Figure 2. Statistical model for analyte expression.

(a) Two linear mixed-effects models in R-notation. Main fixed effects are Cytokine, 37 levels, Tissue, 4 levels, and Condition with 8 levels. (b) Gives the results of a statistical comparison of the reduced model against the global model. AIC Akaike’s Information Criterion, BIC Bayesian Information Criterion, and the smaller they are the better the model fit. Comparisons between reduced, (c), and global mixed-effects models (d) for selected analytes using regression conditional plots. Conditional plots show the relationship between the outcome and explanatory/conditional variables to be viewed as other effects are held constant. Note for the global model, (d), the cluster of points (residuals) around each conditional mean response (dark horizontal line) is tighter than that seen in the reduced model, (c). Both models contain the same number of samples per tissue. For brevity, only results for 9 of the 37 analytes are given, however, the same comparison but for all 37 analytes are given in Supplementary Fig.
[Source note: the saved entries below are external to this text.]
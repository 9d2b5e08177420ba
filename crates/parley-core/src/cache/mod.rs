//! Read-through cache for sessions and messages.
//!
//! `CachedSessionRepository` and `CachedMessageRepository` decorate any
//! repository implementation and share one [`CacheLayer`]: the backend, the
//! [`CacheMonitor`], the [`CacheInvalidationService`] queue, and the
//! consistency bookkeeping. A cache outage degrades to store reads; it is
//! never surfaced to callers.

pub mod backend;
pub mod invalidation;
pub mod keys;
pub mod layer;
pub mod memory;
pub mod message;
pub mod monitor;
pub mod session;

pub use backend::CacheBackend;
pub use invalidation::{
    CacheInvalidationService, ConsistencyReport, ConsistencyStatus, InvalidationStats,
    InvalidationTarget,
};
pub use layer::CacheLayer;
pub use memory::MemoryCacheBackend;
pub use message::CachedMessageRepository;
pub use monitor::{CacheHealth, CacheMetrics, CacheMonitor, CacheOpKind, HealthLevel, PerformanceReport};
pub use session::CachedSessionRepository;
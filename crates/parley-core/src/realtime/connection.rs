//! Realtime client connection state.

use std::sync::Arc;
use std::sync::atomic::{AtomicU64, Ordering};
use std::time::Duration;

use chrono::{DateTime, Utc};
use dashmap::DashMap;
use parking_lot::{Mutex, RwLock};
use tokio::sync::mpsc;
use tokio::time::Instant;
use uuid::Uuid;

/// A broadcast message awaiting acknowledgment on one connection.
#[derive(Debug, Clone, Copy, PartialEq, Eq)]
pub struct PendingAck {
    pub sent_at: DateTime<Utc>,
    pub retry_count: u32,
}

/// One authenticated WebSocket client.
///
/// Frames are queued on a bounded channel drained by the socket's writer
/// task, so every outbound frame for a connection goes through one writer.
/// The session association is changed only through the
/// [`ConnectionPool`](super::pool::ConnectionPool) so its index stays in step.
pub struct Connection {
    id: String,
    user_id: String,
    session_id: RwLock<Option<Uuid>>,
    connected_at: DateTime<Utc>,
    last_activity: Mutex<Instant>,
    tx: mpsc::Sender<Arc<String>>,
    pending: DashMap<Uuid, PendingAck>,
    dropped_frames: AtomicU64,
}

impl Connection {
    pub fn new(
        id: impl Into<String>,
        user_id: impl Into<String>,
        tx: mpsc::Sender<Arc<String>>,
    ) -> Self {
        Self {
            id: id.into(),
            user_id: user_id.into(),
            session_id: RwLock::new(None),
            connected_at: Utc::now(),
            last_activity: Mutex::new(Instant::now()),
            tx,
            pending: DashMap::new(),
            dropped_frames: AtomicU64::new(0),
        }
    }

    /// Create a connection together with the receiving end of its queue.
    pub fn channel(
        id: impl Into<String>,
        user_id: impl Into<String>,
        buffer: usize,
    ) -> (Self, mpsc::Receiver<Arc<String>>) {
        let (tx, rx) = mpsc::channel(buffer.max(1));
        (Self::new(id, user_id, tx), rx)
    }

    pub fn id(&self) -> &str {
        &self.id
    }

    pub fn user_id(&self) -> &str {
        &self.user_id
    }

    pub fn connected_at(&self) -> DateTime<Utc> {
        self.connected_at
    }

    /// The session this connection is currently joined to.
    pub fn session_id(&self) -> Option<Uuid> {
        *self.session_id.read()
    }

    pub(crate) fn set_session(&self, session_id: Option<Uuid>) -> Option<Uuid> {
        std::mem::replace(&mut *self.session_id.write(), session_id)
    }

    /// Record inbound activity now.
    pub fn touch(&self) {
        *self.last_activity.lock() = Instant::now();
    }

    /// Time since the last inbound frame (or since connecting).
    pub fn idle_for(&self) -> Duration {
        self.last_activity.lock().elapsed()
    }

    /// Queue a frame for the writer task.
    ///
    /// Returns `false` if the queue is full or the writer has gone away; a
    /// full queue counts as a dropped frame.
    pub fn send(&self, frame: Arc<String>) -> bool {
        match self.tx.try_send(frame) {
            Ok(()) => true,
            Err(mpsc::error::TrySendError::Full(_)) => {
                self.dropped_frames.fetch_add(1, Ordering::Relaxed);
                false
            }
            Err(mpsc::error::TrySendError::Closed(_)) => false,
        }
    }

    /// Serialize `value` and queue it.
    pub fn send_json<T: serde::Serialize>(&self, value: &T) -> bool {
        match serde_json::to_string(value) {
            Ok(json) => self.send(Arc::new(json)),
            Err(_) => false,
        }
    }

    /// Whether the writer task has dropped its receiver.
    pub fn is_closed(&self) -> bool {
        self.tx.is_closed()
    }

    /// Frames dropped because the outbound queue was full.
    pub fn drop_count(&self) -> u64 {
        self.dropped_frames.load(Ordering::Relaxed)
    }

    /// Start tracking `message_id` as awaiting acknowledgment.
    pub fn track_pending(&self, message_id: Uuid) {
        self.pending.insert(
            message_id,
            PendingAck {
                sent_at: Utc::now(),
                retry_count: 0,
            },
        );
    }

    pub fn is_pending(&self, message_id: &Uuid) -> bool {
        self.pending.contains_key(message_id)
    }

    pub fn pending_ack(&self, message_id: &Uuid) -> Option<PendingAck> {
        self.pending.get(message_id).map(|p| *p)
    }

    /// Record a redelivery, returning the new retry count.
    pub fn record_retry(&self, message_id: &Uuid) -> Option<u32> {
        self.pending.get_mut(message_id).map(|mut p| {
            p.retry_count += 1;
            p.sent_at = Utc::now();
            p.retry_count
        })
    }

    /// Stop tracking `message_id`. Returns whether it was pending.
    pub fn acknowledge(&self, message_id: &Uuid) -> bool {
        self.pending.remove(message_id).is_some()
    }

    pub fn pending_count(&self) -> usize {
        self.pending.len()
    }

    pub(crate) fn clear_pending(&self) -> usize {
        let n = self.pending.len();
        self.pending.clear();
        n
    }
}

impl std::fmt::Debug for Connection {
    fn fmt(&self, f: &mut std::fmt::Formatter<'_>) -> std::fmt::Result {
        f.debug_struct("Connection")
            .field("id", &self.id)
            .field("user_id", &self.user_id)
            .field("session_id", &self.session_id())
            .field("pending", &self.pending.len())
            .finish()
    }
}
S2. Since the conditional residuals are reasonably scattered above and below their respective means, implies that either model is a reasonable fit to the data.
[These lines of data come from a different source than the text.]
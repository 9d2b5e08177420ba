//! WebSocket endpoint for realtime chat.
//!
//! `GET /ws/chat` authenticates the caller from `Authorization: Bearer` or
//! the `token` query parameter and answers 401 before upgrading if the
//! credential is missing or invalid. Once upgraded, each connection gets:
//!
//! - **A writer task** that owns the socket sink, drains the connection's
//!   outbound queue, and pings the client every heartbeat interval. It
//!   closes the socket when the pool has evicted the connection.
//! - **A reader loop** that hands every text frame to the
//!   [`MessageRouter`](parley_core::realtime::MessageRouter). Pongs count as
//!   activity, so a responsive client is never swept as idle.
//!
//! Disconnecting unregisters the connection, abandons its pending retries,
//! and tells the rest of the session (or the user's other tabs) that the
//! user went offline.

use std::sync::Arc;
use std::time::Duration;

use axum::extract::ws::{Message, WebSocketUpgrade};
use axum::extract::{Query, State};
use axum::http::HeaderMap;
use axum::response::Response;
use chrono::Utc;
use futures_util::{Sink, SinkExt, Stream, StreamExt};
use parley_core::auth::Identity;
use parley_core::realtime::{BroadcastTarget, Connection, ConnectionPool};
use parley_types::envelope::{PresenceStatus, ServerEvent};
use serde::Deserialize;
use tokio::sync::mpsc;
use tokio::time::MissedTickBehavior;
use tokio_util::sync::CancellationToken;
use tracing::{debug, info};
use uuid::Uuid;

use crate::http::error::AppError;
use crate::http::extractors::authenticate;
use crate::state::AppState;

/// How long the writer may take to flush queued frames after the reader ends.
const WRITER_GRACE: Duration = Duration::from_secs(5);

#[derive(Debug, Default, Deserialize)]
pub struct WsQuery {
    pub token: Option<String>,
}

/// Authenticate, then upgrade. Mounted at `/ws/chat`.
pub async fn ws_handler(
    ws: WebSocketUpgrade,
    State(state): State<AppState>,
    Query(query): Query<WsQuery>,
    headers: HeaderMap,
) -> Result<Response, AppError> {
    let identity = authenticate(state.validator.as_ref(), &headers, query.token.as_deref())?;
    Ok(ws.on_upgrade(move |socket| async move {
        let (sink, stream) = socket.split();
        serve_connection(state, identity, sink, stream).await;
    }))
}

/// Run one authenticated connection until either side goes away.
pub async fn serve_connection<Si, St>(state: AppState, identity: Identity, sink: Si, mut stream: St)
where
    Si: Sink<Message> + Unpin + Send + 'static,
    Si::Error: std::fmt::Display + Send,
    St: Stream<Item = Result<Message, axum::Error>> + Unpin,
{
    let connection_id = Uuid::now_v7().to_string();
    let (conn, outbound) = Connection::channel(
        connection_id.clone(),
        identity.user_id.clone(),
        state.config.realtime.outbound_buffer,
    );
    let conn = Arc::new(conn);
    state.pool.register(Arc::clone(&conn));
    info!(connection_id = %connection_id, user_id = %identity.user_id, "WebSocket connected");

    let closing = CancellationToken::new();
    let mut writer = tokio::spawn(write_loop(
        sink,
        outbound,
        Arc::clone(&state.pool),
        connection_id.clone(),
        state.config.realtime.heartbeat_interval(),
        closing.clone(),
    ));

    let writer_finished = loop {
        tokio::select! {
            _ = &mut writer => break true,
            frame = stream.next() => match frame {
                Some(Ok(Message::Text(text))) => state.router.route_text(&conn, text.as_str()).await,
                Some(Ok(Message::Binary(bytes))) => match std::str::from_utf8(&bytes) {
                    Ok(text) => state.router.route_text(&conn, text).await,
                    Err(_) => debug!(connection_id = %connection_id, "Ignoring non-UTF-8 binary frame"),
                },
                Some(Ok(Message::Ping(_) | Message::Pong(_))) => conn.touch(),
                Some(Ok(Message::Close(_))) | None => break false,
                Some(Err(e)) => {
                    debug!(connection_id = %connection_id, error = %e, "WebSocket receive error");
                    break false;
                }
            }
        }
    };

    state.pool.unregister(&connection_id);
    announce_offline(&state, &conn);

    closing.cancel();
    if !writer_finished && tokio::time::timeout(WRITER_GRACE, &mut writer).await.is_err() {
        writer.abort();
    }
    info!(
        connection_id = %connection_id,
        user_id = %identity.user_id,
        dropped_frames = conn.drop_count(),
        "WebSocket disconnected"
    );
}

fn announce_offline(state: &AppState, conn: &Connection) {
    let session_id = conn.session_id();
    let target = match session_id {
        Some(id) => BroadcastTarget::Session(id),
        None => BroadcastTarget::User(conn.user_id().to_string()),
    };
    let event = ServerEvent::Presence {
        user_id: conn.user_id().to_string(),
        status: PresenceStatus::Offline,
        session_id,
        timestamp: Utc::now(),
    };
    state.broadcaster.broadcast_event(&target, &event, Some(conn.id()));
}

async fn write_loop<Si>(
    mut sink: Si,
    mut outbound: mpsc::Receiver<Arc<String>>,
    pool: Arc<ConnectionPool>,
    connection_id: String,
    heartbeat: Duration,
    closing: CancellationToken,
) where
    Si: Sink<Message> + Unpin,
    Si::Error: std::fmt::Display + Send,
{
    let mut ticker = tokio::time::interval(heartbeat);
    ticker.set_missed_tick_behavior(MissedTickBehavior::Delay);
    ticker.tick().await;

    loop {
        tokio::select! {
            _ = closing.cancelled() => {
                while let Ok(frame) = outbound.try_recv() {
                    if sink.send(Message::Text(frame.as_str().into())).await.is_err() {
                        return;
                    }
                }
                let _ = sink.send(Message::Close(None)).await;
                return;
            }
            frame = outbound.recv() => {
                let Some(frame) = frame else { return };
                if let Err(e) = sink.send(Message::Text(frame.as_str().into())).await {
                    debug!(connection_id = %connection_id, error = %e, "WebSocket send failed");
                    return;
                }
            }
            _ = ticker.tick() => {
                if pool.get(&connection_id).is_none() {
                    debug!(connection_id = %connection_id, "Connection evicted, closing socket");
                    let _ = sink.send(Message::Close(None)).await;
                    return;
                }
                if sink.send(Message::Ping(Default::default())).await.is_err() {
                    return;
                }
            }
        }
    }
}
Figure 3. Comparison of analyte expression fluorescence and concentration levels.

Adjusted means obtained for selected analytes from the global mixed-effects models. (a) Analyte means adjusted for condition, plate and patient differences across tissue. (b) Analyte means adjusted for tissue, plate and patient differences across conditions: Normal and T2D (Type 2 Diabetes). Error bars represent 95% confidence.
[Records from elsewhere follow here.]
impl CacheMonitor {
    pub fn new(config: MonitorConfig) -> Self {
        let kinds = CacheOpKind::ALL
            .iter()
            .map(|_| KindStats::new(config.latency_samples))
            .collect();
        Self {
            config,
            kinds,
            recent_errors: Mutex::new(VecDeque::new()),
            started: Instant::now(),
        }
    }

    fn stats(&self, kind: CacheOpKind) -> &KindStats {
        &self.kinds[kind.index()]
    }

    pub fn record_hit(&self, kind: CacheOpKind, latency: Duration) {
        let stats = self.stats(kind);
        stats.hits.fetch_add(1, Ordering::Relaxed);
        stats.latency.lock().record(latency);
    }

    pub fn record_miss(&self, kind: CacheOpKind, latency: Duration) {
        let stats = self.stats(kind);
        stats.misses.fetch_add(1, Ordering::Relaxed);
        stats.latency.lock().record(latency);
    }

    pub fn record_set(&self, kind: CacheOpKind, latency: Duration) {
        let stats = self.stats(kind);
        stats.sets.fetch_add(1, Ordering::Relaxed);
        stats.latency.lock().record(latency);
    }

    pub fn record_error(&self, kind: CacheOpKind) {
        self.stats(kind).errors.fetch_add(1, Ordering::Relaxed);
        let now = Instant::now();
        let mut recent = self.recent_errors.lock();
        recent.push_back(now);
        Self::trim_errors(&mut recent, now, self.config.error_window());
    }

    fn trim_errors(recent: &mut VecDeque<Instant>, now: Instant, window: Duration) {
        while recent
            .front()
            .is_some_and(|t| now.saturating_duration_since(*t) >= window)
        {
            recent.pop_front();
        }
    }

    /// Errors recorded within the configured error window.
    pub fn recent_error_count(&self) -> usize {
        let mut recent = self.recent_errors.lock();
        Self::trim_errors(&mut recent, Instant::now(), self.config.error_window());
        recent.len()
    }

    /// `hits / (hits + misses)` for one kind; 0.0 before any lookup.
    pub fn hit_ratio(&self, kind: CacheOpKind) -> f64 {
        let stats = self.stats(kind);
        ratio(
            stats.hits.load(Ordering::Relaxed),
            stats.misses.load(Ordering::Relaxed),
        )
    }

    fn lookup_totals(&self) -> (u64, u64) {
        CacheOpKind::ALL
            .iter()
            .filter(|k| k.is_lookup())
            .map(|k| self.stats(*k))
            .fold((0, 0), |(h, m), s| {
                (
                    h + s.hits.load(Ordering::Relaxed),
                    m + s.misses.load(Ordering::Relaxed),
                )
            })
    }

    /// Hit ratio across every lookup kind.
    pub fn overall_hit_ratio(&self) -> f64 {
        let (hits, misses) = self.lookup_totals();
        ratio(hits, misses)
    }

    pub fn kind_metrics(&self, kind: CacheOpKind) -> KindMetrics {
        let stats = self.stats(kind);
        let hits = stats.hits.load(Ordering::Relaxed);
        let misses = stats.misses.load(Ordering::Relaxed);
        let latency = stats.latency.lock();
        KindMetrics {
            kind,
            hits,
            misses,
            sets: stats.sets.load(Ordering::Relaxed),
            errors: stats.errors.load(Ordering::Relaxed),
            hit_ratio: ratio(hits, misses),
            avg_latency_us: micros(latency.average()),
            p95_latency_us: micros(latency.p95()),
            max_latency_us: micros(latency.max),
            samples: latency.count,
        }
    }

    pub fn metrics(&self) -> CacheMetrics {
        let kinds: Vec<KindMetrics> = CacheOpKind::ALL
            .iter()
            .map(|k| self.kind_metrics(*k))
            .collect();
        CacheMetrics {
            generated_at: Utc::now(),
            uptime_secs: self.started.elapsed().as_secs(),
            total_errors: kinds.iter().map(|k| k.errors).sum(),
            kinds,
            overall_hit_ratio: self.overall_hit_ratio(),
            recent_errors: self.recent_error_count(),
        }
    }

    /// Classify health from hit ratio and the recent error rate.
    ///
    /// Hit ratio only counts once `min_samples` lookups have been seen, so a
    /// cold cache is not reported unhealthy.
    pub fn health_status(&self) -> CacheHealth {
        let cfg = &self.config;
        let (hits, misses) = self.lookup_totals();
        let lookups = hits + misses;
        let hit_ratio = ratio(hits, misses);
        let recent_errors = self.recent_error_count();

        let mut status = HealthLevel::Healthy;
        let mut issues = Vec::new();

        if lookups >= cfg.min_samples {
            if hit_ratio < cfg.unhealthy_hit_ratio {
                status = status.max(HealthLevel::Unhealthy);
                issues.push(format!("hit ratio {:.1}% is critically low", hit_ratio * 100.0));
            } else if hit_ratio < cfg.degraded_hit_ratio {
                status = status.max(HealthLevel::Degraded);
                issues.push(format!("hit ratio {:.1}% is below target", hit_ratio * 100.0));
            }
        }

        if recent_errors >= cfg.unhealthy_error_count {
            status = status.max(HealthLevel::Unhealthy);
            issues.push(format!(
                "{recent_errors} backend errors in the last {}s",
                cfg.error_window_secs
            ));
        } else if recent_errors >= cfg.degraded_error_count {
            status = status.max(HealthLevel::Degraded);
            issues.push(format!(
                "{recent_errors} backend errors in the last {}s",
                cfg.error_window_secs
            ));
        }

        CacheHealth {
            status,
            hit_ratio,
            lookups,
            recent_errors,
            issues,
        }
    }

    pub fn performance_report(&self) -> PerformanceReport {
        let metrics = self.metrics();
        let health = self.health_status();
        let recommendations = self.recommendations(&metrics, &health);
        PerformanceReport {
            metrics,
            health,
            recommendations,
        }
    }

    fn recommendations(&self, metrics: &CacheMetrics, health: &CacheHealth) -> Vec<String> {
        let cfg = &self.config;
        let slow = Duration::from_millis(cfg.slow_operation_ms);
        let mut out = Vec::new();

        for m in &metrics.kinds {
            if m.kind.is_lookup()
                && m.hits + m.misses >= cfg.min_samples
                && m.hit_ratio < cfg.degraded_hit_ratio
            {
                out.push(format!(
                    "{} hit ratio is {:.1}%: consider a longer TTL or a larger message window",
                    m.kind,
                    m.hit_ratio * 100.0
                ));
            }
            if m.p95_latency_us > micros(slow) {
                out.push(format!(
                    "{} p95 latency is {}ms: check cache backend load and network round trips",
                    m.kind,
                    m.p95_latency_us / 1_000
                ));
            }
        }

        let hits: u64 = metrics
            .kinds
            .iter()
            .filter(|m| m.kind.is_lookup())
            .map(|m| m.hits)
            .sum();
        let sets: u64 = metrics
            .kinds
            .iter()
            .filter(|m| m.kind != CacheOpKind::Invalidate)
            .map(|m| m.sets)
            .sum();
        if sets >= cfg.min_samples && sets > hits.saturating_mul(2) {
            out.push(
                "entries are rewritten far more often than they are read: \
                 invalidation may be too aggressive for the traffic pattern"
                    .to_string(),
            );
        }

        if health.recent_errors > 0 {
            out.push(format!(
                "{} cache errors in the last {}s: reads are falling back to the store",
                health.recent_errors, cfg.error_window_secs
            ));
        }

        if out.is_empty() {
            out.push("cache is operating within configured thresholds".to_string());
        }
        out
    }

    /// Zero every counter (useful for testing and after config changes).
    pub fn reset(&self) {
        for stats in &self.kinds {
            stats.hits.store(0, Ordering::Relaxed);
            stats.misses.store(0, Ordering::Relaxed);
            stats.sets.store(0, Ordering::Relaxed);
            stats.errors.store(0, Ordering::Relaxed);
            *stats.latency.lock() = LatencyWindow::new(self.config.latency_samples);
        }
        self.recent_errors.lock().clear();
    }
}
Figure 4. Modelling the mapping of fluorescence responses to concentration values.

(a) A Simulations of mapping a hypothetical fluorescence response (Fl) distribution to concentration values (pg/ml) through a sigmoidal curve. (a) Gives the concentration response curve (sigmoidal curve), the corresponding inverse sigmoidal curve and the input fluorescence distribution. Note, the log2(Fl) responses are normalized to lie between 0 and 1. The boxplots overlaid on the sigmoidal curve show the relative fluorescence range/scale of the input distribution at low (0.05), middle (0.5; EC50 response) and high (0.95) responses levels against the concentration curve (for comparison see Supplementary Fig. S1). The dashed horizontal and vertical lines on the sigmoidal and the inverse curve respectively highlight these levels. (b) Shows the corresponding output concentration distributions after mapping the input distribution in (a) to pg/ml when the input distribution is centred at low, middle, or high log2(Fl) responses. The vertical dashed lines overlaid on the output distributions represent the expected mean concentration as obtained from the input mean fluorescence response. (c) Simulations of mapping the log2(Fl) responses from two hypothetical tissues A and B to pg/ml is given. Three input distribution pairs that differ only with respect to their level of skewness (0, −5, and 5 respectively). The distance between the input means in each pair was set to achieve a Cohen’s effect size of 0.8. (d) Gives the resulting p-values obtained from two-sample t-tests on the output concentration distributions, as the input distributions (c) are mapped to concentration values from low (0.05) to high (0.95) response levels; step size approx. 0.01 log2(Fl) units. Note, the expected p-values in (d) represent the results obtained from t-tests on the input fluorescence distributions after each translation along fluorescence axis.